La mesure ne passe pas chez les professionnels de santé

Sans surprise, les syndicats de médecins se sont vite dressés vent debout contre les modalités actuelles du projet de décret. Les garanties offertes sont jugées non seulement dérisoires, mais surtout inopérantes dans la mesure où le paiement de la pénalité ne sera sans doute pas automatique mais soumis à la demande du médecin. Difficile d'imaginer que la Sécurité sociale serait prompte à s'auto-pénaliser ! Jean-Paul Ortiz, président de la CSMF, fait valoir qu'aucun médecin ne pourra prendre le temps de revoir sa comptabilité pour y débusquer les retards de paiement, le tout pour un euro symbolique payé l'année suivante. Ces garanties ont donc été qualifiées de « ridicules » et semblent tout bonnement indiquer selon la CSMF que l' « on se moque du monde » !

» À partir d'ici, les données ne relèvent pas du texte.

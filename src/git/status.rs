use anyhow::{Context, Result};
use thiserror::Error;

use super::cmd;

// ── Types ──

/// Errors for the strict porcelain-v2 grammar. The upstream output is
/// trusted; any of these is a fatal parse failure, not a recoverable one.
#[derive(Debug, Clone, PartialEq, Eq, Error)]
pub enum StatusParseError {
    #[error("status XY field is not exactly two characters: {0:?}")]
    InvalidXy(String),
    #[error("status line is missing the {0} field")]
    MissingField(&'static str),
    #[error("invalid change type character {0:?}")]
    InvalidChangeType(char),
    #[error("rename/copy score is not R<n> or C<n>: {0:?}")]
    InvalidScore(String),
}

/// One X or Y column of a porcelain-v2 status line.
#[derive(Debug, Clone, Copy, PartialEq, Eq)]
pub enum ChangeType {
    Unmodified,
    Modified,
    TypeChange,
    Added,
    Deleted,
    Renamed,
    Copied,
    Unmerged,
}

impl ChangeType {
    pub fn from_xy_char(c: char) -> Result<Self, StatusParseError> {
        match c {
            '.' => Ok(ChangeType::Unmodified),
            'M' => Ok(ChangeType::Modified),
            'T' => Ok(ChangeType::TypeChange),
            'A' => Ok(ChangeType::Added),
            'D' => Ok(ChangeType::Deleted),
            'R' => Ok(ChangeType::Renamed),
            'C' => Ok(ChangeType::Copied),
            'U' => Ok(ChangeType::Unmerged),
            other => Err(StatusParseError::InvalidChangeType(other)),
        }
    }

    pub fn label(&self) -> &'static str {
        match self {
            ChangeType::Unmodified => "unmodified",
            ChangeType::Modified => "modified",
            ChangeType::TypeChange => "type-change",
            ChangeType::Added => "added",
            ChangeType::Deleted => "deleted",
            ChangeType::Renamed => "renamed",
            ChangeType::Copied => "copied",
            ChangeType::Unmerged => "unmerged",
        }
    }
}

/// One row of a status section. All labels are static strings, so optimistic
/// rewrites cost nothing.
#[derive(Debug, Clone, PartialEq, Eq)]
pub struct FileEntry {
    pub path: String,
    pub status: &'static str,
}

impl FileEntry {
    pub fn new(path: impl Into<String>, status: &'static str) -> Self {
        Self {
            path: path.into(),
            status,
        }
    }
}

/// One line of `git branch --format=…`, duplicated into owned storage.
#[derive(Debug, Clone, PartialEq, Eq)]
pub struct BranchRef {
    pub is_head: bool,
    pub objectname: String,
    pub refname: String,
    pub subject: String,
    pub upstream: String,
}

/// In-memory snapshot of the working tree, built by `load_status` and
/// handed to the foreground through the event queue.
#[derive(Debug, Clone, Default, PartialEq)]
pub struct RepoState {
    pub branch_refs: Vec<BranchRef>,
    /// The captured porcelain-v2 text, verbatim.
    pub raw_status: String,
    pub branch_head: Option<String>,
    pub branch_upstream: Option<String>,
    /// `git log -1` line, filled only when the branch listing has no head
    /// entry (detached HEAD).
    pub head_summary: Option<String>,
    pub staged: Vec<FileEntry>,
    pub unstaged: Vec<FileEntry>,
    pub untracked: Vec<FileEntry>,
}

impl RepoState {
    pub fn head_ref(&self) -> Option<&BranchRef> {
        self.branch_refs.iter().find(|r| r.is_head)
    }
}

// ── Loading ──

const BRANCH_FORMAT: &str =
    "--format=%(if)%(HEAD)%(then)+%(else)-%(end)\t%(objectname)\t%(refname)\t%(contents:subject)\t%(upstream)";

/// Parse the working tree into a fresh `RepoState`.
pub fn load_status(repo_root: &str) -> Result<RepoState> {
    let raw = cmd::run_git(repo_root, ["status", "--branch", "--porcelain=v2"])?;
    let parsed = parse_status(&raw).context("malformed porcelain-v2 status output")?;
    let branch_refs = list_branches(repo_root)?;

    // Detached HEAD never shows up in the branch listing; fall back to the
    // last commit line. An unborn repo has no log either, so failure is fine.
    let head_summary = if branch_refs.iter().any(|r| r.is_head) {
        None
    } else {
        cmd::head_summary(repo_root).ok()
    };

    Ok(RepoState {
        branch_refs,
        raw_status: raw,
        branch_head: parsed.branch_head,
        branch_upstream: parsed.branch_upstream,
        head_summary,
        staged: parsed.staged,
        unstaged: parsed.unstaged,
        untracked: parsed.untracked,
    })
}

/// List local branches with head marker, object name, subject and upstream.
pub fn list_branches(repo_root: &str) -> Result<Vec<BranchRef>> {
    let raw = cmd::run_git(repo_root, ["branch", BRANCH_FORMAT])?;
    Ok(parse_branches(&raw))
}

// ── Porcelain v2 ──

#[derive(Debug, Default, PartialEq)]
struct ParsedStatus {
    branch_head: Option<String>,
    branch_upstream: Option<String>,
    staged: Vec<FileEntry>,
    unstaged: Vec<FileEntry>,
    untracked: Vec<FileEntry>,
}

/// Parse `git status --branch --porcelain=v2` output. Grammar per
/// git-status(1): `1` ordinary change, `2` rename/copy, `u` unmerged,
/// `?` untracked, `!` ignored (discarded), `#` headers.
fn parse_status(raw: &str) -> Result<ParsedStatus, StatusParseError> {
    let mut out = ParsedStatus::default();

    for line in raw.lines() {
        if line.is_empty() {
            continue;
        }
        if let Some(rest) = line.strip_prefix("# branch.head ") {
            out.branch_head = Some(rest.to_string());
        } else if let Some(rest) = line.strip_prefix("# branch.upstream ") {
            out.branch_upstream = Some(rest.to_string());
        } else if line.starts_with('#') {
            // branch.oid, branch.ab and future headers
        } else if let Some(rest) = line.strip_prefix("1 ") {
            parse_changed_line(rest, &mut out)?;
        } else if let Some(rest) = line.strip_prefix("2 ") {
            parse_renamed_line(rest, &mut out)?;
        } else if let Some(rest) = line.strip_prefix("u ") {
            parse_unmerged_line(rest, &mut out)?;
        } else if let Some(rest) = line.strip_prefix("? ") {
            out.untracked.push(FileEntry::new(rest, "untracked"));
        } else if line.starts_with("! ") {
            // ignored entries are not shown
        }
    }

    out.staged.sort_by(|a, b| a.path.cmp(&b.path));
    out.unstaged.sort_by(|a, b| a.path.cmp(&b.path));
    out.untracked.sort_by(|a, b| a.path.cmp(&b.path));
    Ok(out)
}

/// `<XY> <sub> <mH> <mI> <mW> <hH> <hI> <path>`
fn parse_changed_line(rest: &str, out: &mut ParsedStatus) -> Result<(), StatusParseError> {
    let mut rest = rest;
    let (x, y) = parse_xy(take_field(&mut rest, "XY")?)?;
    for name in ["sub", "mode-head", "mode-index", "mode-worktree", "oid-head", "oid-index"] {
        take_field(&mut rest, name)?;
    }
    if rest.is_empty() {
        return Err(StatusParseError::MissingField("path"));
    }
    project_changed(x, y, rest, out);
    Ok(())
}

/// `<XY> <sub> <mH> <mI> <mW> <hH> <hI> <score> <newpath>TAB<origpath>`
fn parse_renamed_line(rest: &str, out: &mut ParsedStatus) -> Result<(), StatusParseError> {
    let mut rest = rest;
    let (x, y) = parse_xy(take_field(&mut rest, "XY")?)?;
    for name in ["sub", "mode-head", "mode-index", "mode-worktree", "oid-head", "oid-index"] {
        take_field(&mut rest, name)?;
    }
    validate_score(take_field(&mut rest, "score")?)?;
    let (path, _orig) = rest
        .split_once('\t')
        .ok_or(StatusParseError::MissingField("original path"))?;
    if path.is_empty() {
        return Err(StatusParseError::MissingField("path"));
    }
    project_changed(x, y, path, out);
    Ok(())
}

/// `<XY> <sub> <m1> <m2> <m3> <mW> <o1> <o2> <o3> <path>`
fn parse_unmerged_line(rest: &str, out: &mut ParsedStatus) -> Result<(), StatusParseError> {
    let mut rest = rest;
    parse_xy(take_field(&mut rest, "XY")?)?;
    for name in [
        "sub", "mode-1", "mode-2", "mode-3", "mode-worktree", "oid-1", "oid-2", "oid-3",
    ] {
        take_field(&mut rest, name)?;
    }
    if rest.is_empty() {
        return Err(StatusParseError::MissingField("path"));
    }
    out.unstaged.push(FileEntry::new(rest, "unmerged"));
    Ok(())
}

/// Project a changed entry into the staged/unstaged sections. X is the
/// index-vs-HEAD column, Y the worktree-vs-index column; a path with both
/// kinds of changes legitimately lands in both sections.
fn project_changed(x: ChangeType, y: ChangeType, path: &str, out: &mut ParsedStatus) {
    if x != ChangeType::Unmodified {
        out.staged.push(FileEntry::new(path, x.label()));
    }
    if y != ChangeType::Unmodified {
        out.unstaged.push(FileEntry::new(path, y.label()));
    }
}

/// Split the next single-space-separated field off the front of `rest`.
fn take_field<'a>(rest: &mut &'a str, name: &'static str) -> Result<&'a str, StatusParseError> {
    match rest.split_once(' ') {
        Some((field, tail)) if !field.is_empty() => {
            *rest = tail;
            Ok(field)
        }
        _ => Err(StatusParseError::MissingField(name)),
    }
}

fn parse_xy(field: &str) -> Result<(ChangeType, ChangeType), StatusParseError> {
    let mut chars = field.chars();
    match (chars.next(), chars.next(), chars.next()) {
        (Some(x), Some(y), None) => Ok((ChangeType::from_xy_char(x)?, ChangeType::from_xy_char(y)?)),
        _ => Err(StatusParseError::InvalidXy(field.to_string())),
    }
}

/// Rename/copy similarity score: `R` or `C` followed by a percentage.
fn validate_score(field: &str) -> Result<(), StatusParseError> {
    let valid = matches!(field.chars().next(), Some('R') | Some('C'))
        && field.len() > 1
        && field[1..].chars().all(|c| c.is_ascii_digit());
    if valid {
        Ok(())
    } else {
        Err(StatusParseError::InvalidScore(field.to_string()))
    }
}

// ── Branch listing ──

/// Parse `git branch --format=…` output: one tab-separated line per branch,
/// head marked with a leading `+`. Malformed lines are skipped.
fn parse_branches(raw: &str) -> Vec<BranchRef> {
    raw.lines()
        .filter(|line| !line.is_empty())
        .filter_map(|line| {
            let fields: Vec<&str> = line.split('\t').collect();
            let [marker, objectname, refname, subject, upstream] = fields.as_slice() else {
                return None;
            };
            Some(BranchRef {
                is_head: marker.as_bytes().first() == Some(&b'+'),
                objectname: objectname.to_string(),
                refname: refname.to_string(),
                subject: subject.to_string(),
                upstream: upstream.to_string(),
            })
        })
        .collect()
}
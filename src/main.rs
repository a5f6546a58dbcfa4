mod app;
mod config;
mod event;
mod git;
mod input;
mod queue;
mod term;
mod ui;
mod worker;

use std::sync::Arc;
use std::time::Duration;

use anyhow::Result;

use app::{BaseState, HandleCtx, StateStack};
use config::ShConfig;
use event::Event;
use queue::{LockstepQueue, UnboundedQueue};

fn main() -> Result<()> {
    init_logging();
    let config = config::load_config();

    // Resolve the working tree before touching the terminal, so "not a
    // repository" is an ordinary error message rather than a garbled screen.
    let repo_root = git::get_repo_root()?;
    let initial = git::load_status(&repo_root)?;

    let mut terminal = term::init()?;

    let events = Arc::new(LockstepQueue::new());
    let jobs = Arc::new(UnboundedQueue::new());

    worker::spawn_input(Arc::clone(&events));
    worker::spawn_refresh(
        Arc::clone(&events),
        repo_root.clone(),
        Duration::from_secs(config.refresh.interval_secs),
    );
    worker::spawn_jobs(Arc::clone(&events), Arc::clone(&jobs), repo_root.clone());

    let base = BaseState::new(Arc::clone(&jobs), Some(initial), !config.ui.start_collapsed);
    let mut stack = StateStack::new(Box::new(base));

    let result = run(&mut terminal, &mut stack, &events, &repo_root, &config);

    term::restore()?;
    result
}

/// The foreground loop: paint the whole stack, take exactly one event,
/// route it through the stack, acknowledge. Producers stay blocked until
/// the acknowledge, which is what makes each paint observe a settled
/// snapshot.
fn run(
    terminal: &mut term::Tui,
    stack: &mut StateStack,
    events: &LockstepQueue<Event>,
    repo_root: &str,
    config: &ShConfig,
) -> Result<()> {
    loop {
        terminal.draw(|f| stack.paint_all(f))?;

        let mut event = events.take();
        let mut ctx = HandleCtx {
            repo_root,
            config,
            full_redraw: false,
        };
        let keep_going = stack.dispatch(&mut ctx, &mut event);
        if ctx.full_redraw {
            terminal.clear()?;
        }
        events.advance();

        if !keep_going {
            return Ok(());
        }
    }
}

/// Append tracing output to the file named by STAGEHAND_LOG. Writing logs
/// to the controlled terminal would corrupt the paint, so no file means no
/// logging at all.
fn init_logging() {
    let Some(path) = std::env::var_os("STAGEHAND_LOG") else {
        return;
    };
    let Ok(file) = std::fs::OpenOptions::new().create(true).append(true).open(&path) else {
        return;
    };
    tracing_subscriber::fmt()
        .with_env_filter(
            tracing_subscriber::EnvFilter::try_from_default_env()
                .unwrap_or_else(|_| tracing_subscriber::EnvFilter::new("info")),
        )
        .with_writer(std::sync::Mutex::new(file))
        .with_ansi(false)
        .init();
}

Même les médecins les plus tatillons pourraient ne pas être en mesure de faire valoir correctement leur droit à indemnité. Le projet de décret soumet en effet le paiement de cette pénalité à la condition que la carte vitale du patient « ne soit pas inscrite sur la liste d'opposition » qui recense les cartes perdues et volées. Or, Claude Leicher, président de MG France, souligne à juste titre que les médecins n'ont pas accès à cette liste.

Quel calendrier ?

Selon toute logique, le décret relatif au délai de remboursement des médecins et à la pénalité en cas de retard devrait entrer en vigueur le 1er juillet 2016, soit le même jour que l'application du tiers-payant généralisé aux patients remboursés à 100 % par la Sécurité sociale (femmes enceintes et patients en ALD).

Tous les autres patients devraient ensuite passer au tiers-payant à compter du 1er janvier 2017, ou au plus tard avant le 30 novembre de l'année prochaine.

Le comité de pilotage voit le jour

Le dossier du tiers-payant généralisé, qui a déjà connu plusieurs épisodes douloureux au cours des derniers mois, a désormais officiellement un pilote. Un décret du 13 avril procède, comme convenu, à la création d'un comité de pilotage dont la durée de vie est fixée à trois ans. Ce comité devra se réunir au moins deux fois par an.

Composé de représentants des patients, des médecins, des mutuelles, des organismes d'Assurance maladie et de l'État, il aura pour rôle de surveiller les différentes étapes de la mise en œuvre du tiers-payant. Il pourra émettre des « recommandations » pour optimiser la phase de transition et surtout pour « faciliter l'exercice [du tiers-payant] par les professionnels de santé ». Il s'agit là d'une manière pudique d'indiquer que le comité de pilotage devrait en réalité surtout faire office de médiateur auprès des médecins dans les mois à venir !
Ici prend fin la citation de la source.